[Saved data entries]
━━━
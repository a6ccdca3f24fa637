use crate::checker::dictionary::{CasePolicy, Misspelling};

/// Suggested replacement for `word`, cased to follow it.
///
/// A capitalised word gets every candidate capitalised, an all-caps word gets
/// the correction upper-cased, anything else keeps the stored lowercase form.
/// Corrections with a fixed case are returned as stored.
pub fn suggest(word: &str, misspelling: &Misspelling) -> String {
    match misspelling.case {
        CasePolicy::Fixed => misspelling.correction.clone(),
        CasePolicy::PreserveCase => restore_case(word, &misspelling.correction),
    }
}

pub fn restore_case(word: &str, correction: &str) -> String {
    if word == capitalize(word) {
        correction
            .split(',')
            .map(|candidate| capitalize(candidate.trim()))
            .collect::<Vec<_>>()
            .join(", ")
    } else if word == word.to_uppercase() {
        correction.to_uppercase()
    } else {
        correction.to_string()
    }
}

fn capitalize(word: &str) -> String {
    let mut chars = word.chars();
    match chars.next() {
        Some(first) => first
            .to_uppercase()
            .chain(chars.flat_map(char::to_lowercase))
            .collect(),
        None => String::new(),
    }
}
//! forge::mock
//!
//! Mock forge implementation for deterministic testing.
//!
//! The mock serves a scripted diff (or error) for every fetch and records each
//! call so tests can assert on exactly what reached the network.
//!
//! # Example
//!
//! ```
//! use spellbot::forge::{Forge, MockForge};
//!
//! let forge = MockForge::with_diff("--- a/a.txt\n+++ b/a.txt\n@@ -0,0 +1 @@\n+teh\n");
//! assert!(forge.fetch_diff("https://example.com/1.diff").is_ok());
//! forge.post_comment("octo/repo", 1, "hello").unwrap();
//!
//! assert_eq!(forge.comments().len(), 1);
//! ```

use std::sync::{Arc, Mutex, MutexGuard};

use super::{Forge, ForgeError};

#[derive(Debug, Clone, PartialEq, Eq)]
pub enum MockCall {
    FetchDiff { url: String },
    PostComment { full_name: String, number: u64, body: String },
}

/// Mock forge for testing.
///
/// Thread-safe via internal `Arc<Mutex<...>>` wrapping; clones share state.
#[derive(Debug, Clone, Default)]
pub struct MockForge {
    inner: Arc<Mutex<MockForgeInner>>,
}

#[derive(Debug, Default)]
struct MockForgeInner {
    diff: Option<Result<String, ForgeError>>,
    comment_error: Option<ForgeError>,
    calls: Vec<MockCall>,
}

impl MockForge {
    pub fn new() -> Self {
        Self::default()
    }

    /// A forge whose diff fetches all return `diff`.
    pub fn with_diff(diff: impl Into<String>) -> Self {
        let forge = Self::new();
        forge.lock().diff = Some(Ok(diff.into()));
        forge
    }

    /// A forge whose diff fetches all fail with `error`.
    pub fn with_diff_error(error: ForgeError) -> Self {
        let forge = Self::new();
        forge.lock().diff = Some(Err(error));
        forge
    }

    /// Make every comment post fail with `error`.
    pub fn fail_comments(&self, error: ForgeError) {
        self.lock().comment_error = Some(error);
    }

    pub fn calls(&self) -> Vec<MockCall> {
        self.lock().calls.clone()
    }

    /// Bodies of the comments posted so far.
    pub fn comments(&self) -> Vec<String> {
        self.lock()
            .calls
            .iter()
            .filter_map(|call| match call {
                MockCall::PostComment { body, .. } => Some(body.clone()),
                MockCall::FetchDiff { .. } => None,
            })
            .collect()
    }

    fn lock(&self) -> MutexGuard<'_, MockForgeInner> {
        // A panicking test thread must not hide the recorded calls.
        self.inner.lock().unwrap_or_else(|poisoned| poisoned.into_inner())
    }
}

impl Forge for MockForge {
    fn name(&self) -> &'static str {
        "mock"
    }

    fn fetch_diff(&self, diff_url: &str) -> Result<String, ForgeError> {
        let mut inner = self.lock();
        inner.calls.push(MockCall::FetchDiff {
            url: diff_url.to_string(),
        });
        inner
            .diff
            .clone()
            .unwrap_or_else(|| Err(ForgeError::NotFound(diff_url.to_string())))
    }

    fn post_comment(&self, full_name: &str, number: u64, body: &str) -> Result<(), ForgeError> {
        let mut inner = self.lock();
        inner.calls.push(MockCall::PostComment {
            full_name: full_name.to_string(),
            number,
            body: body.to_string(),
        });
        match &inner.comment_error {
            Some(err) => Err(err.clone()),
            None => Ok(()),
        }
    }
}
//! GitHub Actions event payload for `pull_request` workflows.

use serde::Deserialize;
use std::fs;
use std::path::Path;
use thiserror::Error;

/// Value of `GITHUB_EVENT_NAME` this bot reacts to.
pub const PULL_REQUEST_EVENT: &str = "pull_request";

/// Pull request actions that trigger a check. Other actions (including
/// `reopened`) are deliberately left alone.
pub const CHECKED_ACTIONS: [&str; 3] = ["opened", "edited", "synchronize"];

#[derive(Debug, Error)]
pub enum EventError {
    #[error("failed to read event file {path}")]
    Read {
        path: String,
        #[source]
        source: std::io::Error,
    },

    #[error("invalid event payload")]
    Payload(#[from] serde_json::Error),

    #[error("repository name `{0}` is not of the form owner/name")]
    Repository(String),
}

#[derive(Debug, Clone, PartialEq, Eq, Deserialize)]
pub struct PullRequestEvent {
    pub action: String,
    pub number: u64,
    pub pull_request: PullRequest,
    pub repository: Repository,
}

#[derive(Debug, Clone, PartialEq, Eq, Deserialize)]
pub struct PullRequest {
    pub diff_url: String,
}

#[derive(Debug, Clone, PartialEq, Eq, Deserialize)]
pub struct Repository {
    pub full_name: String,
}

impl PullRequestEvent {
    pub fn from_path(path: &Path) -> Result<Self, EventError> {
        let contents = fs::read_to_string(path).map_err(|source| EventError::Read {
            path: path.display().to_string(),
            source,
        })?;
        Self::from_json(&contents)
    }

    pub fn from_json(json: &str) -> Result<Self, EventError> {
        let event: Self = serde_json::from_str(json)?;

        match event.repository.full_name.split_once('/') {
            Some((owner, name)) if !owner.is_empty() && !name.is_empty() => Ok(event),
            _ => Err(EventError::Repository(event.repository.full_name)),
        }
    }

    pub fn is_checked_action(&self) -> bool {
        CHECKED_ACTIONS.contains(&self.action.as_str())
    }
}

/// Whether `GITHUB_EVENT_NAME` names a pull request event.
pub fn is_pull_request_event(event_name: Option<&str>) -> bool {
    event_name == Some(PULL_REQUEST_EVENT)
}
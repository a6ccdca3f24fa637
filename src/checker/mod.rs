pub mod dictionary;
pub mod suggestions;
pub mod tokenizer;

use crate::{AddedLine, Fix, FixReport, PatchedFiles};
use dictionary::MisspellingDictionary;
use tracing::debug;

/// Matches the words of added lines against a misspelling dictionary.
pub struct SpellChecker<'a> {
    dictionary: &'a MisspellingDictionary,
}

impl<'a> SpellChecker<'a> {
    pub fn new(dictionary: &'a MisspellingDictionary) -> Self {
        Self { dictionary }
    }

    /// Every known misspelling in the added lines, grouped by file in
    /// discovery order.
    pub fn check(&self, files: &PatchedFiles) -> FixReport {
        let mut report = FixReport::default();

        for added in files.lines() {
            for fix in self.check_line(added) {
                report.push(fix);
            }
        }

        debug!(
            files = report.file_count(),
            fixes = report.fix_count(),
            "spelling check finished"
        );
        report
    }

    pub fn check_line(&self, added: &AddedLine) -> Vec<Fix> {
        tokenizer::words(&added.text)
            .filter_map(|word| {
                let misspelling = self.dictionary.get(&word.to_lowercase())?;
                Some(Fix {
                    path: added.path.clone(),
                    line: added.line,
                    original: word.to_string(),
                    corrected: suggestions::suggest(word, misspelling),
                })
            })
            .collect()
    }
}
━━━
Brief
Report the number of lines in these entries that hold the word "owner". Add nothing else.

Answer space
2